Específicamente, los hackers explotaron la vulnerabilidad en el mecanismo de acuñación para comprar grandes cantidades de tokens TRU a un costo muy por debajo del precio de mercado. Aunque esta técnica de ataque parece simple, puede colapsar completamente el valor del token en un instante. Según datos de la plataforma de análisis en cadena Lookonchain, los activos robados alcanzaron las 8,535 ETH, valoradas en aproximadamente 26.6 millones de dólares.
Coordinación precisa entre hackers
Las autoridades confirmaron rápidamente en la plataforma X que se trataba de un incidente de seguridad y que estaban colaborando estrechamente con las autoridades. Sin embargo, según una investigación adicional de Weilin Li, el ataque fue llevado a cabo por 2 hackers, uno de los cuales obtuvo ganancias de aproximadamente 26 millones de dólares, y el otro, alrededor de 250,000 dólares. Este modo de división del trabajo sugiere que los atacantes podrían tener una organización estructurada y un profundo conocimiento del contrato objetivo.

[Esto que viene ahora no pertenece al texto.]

impl ConfigParams {
    /// Parse the override ConfigMap on top of the defaults.
    ///
    /// Malformed keys are logged and keep their default value.
    pub fn from_config_map(cm: &ConfigMap, nginx_plus: bool) -> Self {
        let empty = BTreeMap::new();
        let data = cm.data.as_ref().unwrap_or(&empty);
        let key = ResourceKey::of(cm);
        let reader = KeyReader::new(data, "ConfigMap", &key);
        let mut params = ConfigParams::default();

        match reader.bool("server-tokens") {
            Some(Ok(on)) => params.server_tokens = if on { "on" } else { "off" }.to_string(),
            Some(Err(err)) => {
                if nginx_plus {
                    // Plus accepts a custom server header value
                    params.server_tokens =
                        reader.string("server-tokens").unwrap_or_default().to_string();
                } else {
                    error!("{}", err);
                }
            }
            None => {}
        }

        if let Some(method) = reader.string("lb-method") {
            match parse_lb_method(method, nginx_plus) {
                Ok(parsed) => params.lb_method = parsed,
                Err(err) => error!(
                    "{}: Invalid value for the lb-method key: got {:?}: {}",
                    reader.context(),
                    method,
                    err
                ),
            }
        }

        if let Some(v) = reader.string("proxy-connect-timeout") {
            params.proxy_connect_timeout = v.to_string();
        }
        if let Some(v) = reader.string("proxy-read-timeout") {
            params.proxy_read_timeout = v.to_string();
        }
        if let Some(v) = reader.string("proxy-send-timeout") {
            params.proxy_send_timeout = v.to_string();
        }
        if let Some(v) = reader.string_list("proxy-hide-headers", ",") {
            params.proxy_hide_headers = v;
        }
        if let Some(v) = reader.string_list("proxy-pass-headers", ",") {
            params.proxy_pass_headers = v;
        }
        if let Some(v) = reader.string("client-max-body-size") {
            params.client_max_body_size = v.to_string();
        }
        if let Some(v) = reader.string("server-names-hash-bucket-size") {
            params.server_names_hash_bucket_size = v.to_string();
        }
        if let Some(v) = reader.string("server-names-hash-max-size") {
            params.server_names_hash_max_size = v.to_string();
        }

        set_parsed!(params.http2, reader.bool("http2"));
        set_parsed!(params.redirect_to_https, reader.bool("redirect-to-https"));
        set_parsed!(params.ssl_redirect, reader.bool("ssl-redirect"));

        apply_hsts(&reader, &mut params);

        set_parsed!(params.proxy_protocol, reader.bool("proxy-protocol"));

        if let Some(v) = reader.string("real-ip-header") {
            params.real_ip_header = v.to_string();
        }
        if let Some(v) = reader.string_list("set-real-ip-from", ",") {
            params.set_real_ip_from = v;
        }
        set_parsed!(params.real_ip_recursive, reader.bool("real-ip-recursive"));

        if let Some(v) = reader.string("ssl-protocols") {
            params.ssl_protocols = v.to_string();
        }
        set_parsed!(
            params.ssl_prefer_server_ciphers,
            reader.bool("ssl-prefer-server-ciphers")
        );
        if let Some(v) = reader.string("ssl-ciphers") {
            params.ssl_ciphers = v.trim_matches('\n').to_string();
        }
        if let Some(v) = reader.string("error-log-level") {
            params.error_log_level = v.to_string();
        }
        set_parsed!(params.access_log_off, reader.bool("access-log-off"));
        if let Some(v) = reader.string("log-format") {
            params.log_format = v.to_string();
        }

        set_parsed!(params.proxy_buffering, reader.bool("proxy-buffering"));
        if let Some(v) = reader.string("proxy-buffers") {
            params.proxy_buffers = v.to_string();
        }
        if let Some(v) = reader.string("proxy-buffer-size") {
            params.proxy_buffer_size = v.to_string();
        }
        if let Some(v) = reader.string("proxy-max-temp-file-size") {
            params.proxy_max_temp_file_size = v.to_string();
        }

        if let Some(v) = reader.string_list("main-snippets", "\n") {
            params.main_snippets = v;
        }
        if let Some(v) = reader.string_list("http-snippets", "\n") {
            params.http_snippets = v;
        }
        if let Some(v) = reader.string_list("location-snippets", "\n") {
            params.location_snippets = v;
        }
        if let Some(v) = reader.string_list("server-snippets", "\n") {
            params.server_snippets = v;
        }

        if let Some(v) = reader.string("worker-processes") {
            if v == "auto" || v.parse::<i64>().is_ok() {
                params.worker_processes = v.to_string();
            } else {
                error!(
                    "{}: Invalid value for worker-processes key: must be an integer or the string 'auto', got {:?}",
                    reader.context(),
                    v
                );
            }
        }
        if let Some(v) = reader.string("worker-cpu-affinity") {
            params.worker_cpu_affinity = v.to_string();
        }
        if let Some(v) = reader.string("worker-shutdown-timeout") {
            params.worker_shutdown_timeout = v.to_string();
        }
        if let Some(v) = reader.string("worker-connections") {
            params.worker_connections = v.to_string();
        }
        if let Some(v) = reader.string("worker-rlimit-nofile") {
            params.worker_rlimit_nofile = v.to_string();
        }

        set_parsed!(params.keepalive, reader.int("keepalive"));
        set_parsed!(params.max_fails, reader.int("max-fails"));
        if let Some(v) = reader.string("fail-timeout") {
            params.fail_timeout = v.to_string();
        }

        if let Some(v) = reader.string("main-template") {
            params.main_template = Some(v.to_string());
        }
        if let Some(v) = reader.string("ingress-template") {
            params.ingress_template = Some(v.to_string());
        }

        apply_resolver(&reader, &mut params, nginx_plus);

        if let Some(v) = reader.string("keepalive-timeout") {
            params.keepalive_timeout = v.to_string();
        }
        set_parsed!(params.keepalive_requests, reader.int("keepalive-requests"));
        set_parsed!(
            params.variables_hash_bucket_size,
            reader.uint("variables-hash-bucket-size", true)
        );
        set_parsed!(
            params.variables_hash_max_size,
            reader.uint("variables-hash-max-size", false)
        );

        params
    }
}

La amenaza de “arqueología” en el ecosistema DeFi
Weilin Li advierte especialmente que en los últimos tiempos ha surgido una nueva tendencia en la comunidad de hackers: buscar y explotar contratos antiguos, olvidados por el mercado, pero que aún mantienen permisos activos. Este tipo de vulnerabilidades “arqueológicas” se ha convertido en la nueva preferencia de los hackers.
En el último año, el ecosistema DeFi ha sido víctima de múltiples incidentes similares. En noviembre pasado, el protocolo DeFi Balancer fue hackeado debido a una vulnerabilidad en su contrato inteligente, con pérdidas superiores a 120 millones de dólares. Recientemente, varios proyectos como Bunni, Nemo Protocol, Hyperdrive y Yearn Finance también han reportado ataques a sus contratos inteligentes. Estos eventos indican que la búsqueda de vulnerabilidades en código antiguo se ha convertido en una estrategia sistemática en la comunidad de hackers.
Advertencias para los poseedores de tokens y usuarios de DeFi
El incidente de Truebit recuerda a los participantes de DeFi que los tokens y protocolos antiguos no son necesariamente más seguros; al contrario, pueden esconder vulnerabilidades aún no descubiertas. Para los inversores que mantienen tokens a largo plazo, es importante seguir las actualizaciones de seguridad y los avances en la actualización de contratos del proyecto. Cuando las autoridades detectan vulnerabilidades y activan medidas de emergencia, el precio del token suele experimentar ajustes drásticos, como en el caso de TRU, que cayó de 0.16 dólares a 0.01 dólares.
Para todo el ecosistema DeFi, esta tendencia de ataques “arqueológicos” se ha convertido en un riesgo sistémico que no se puede ignorar, impulsando a más proyectos a realizar auditorías de seguridad y actualizaciones en contratos antiguos.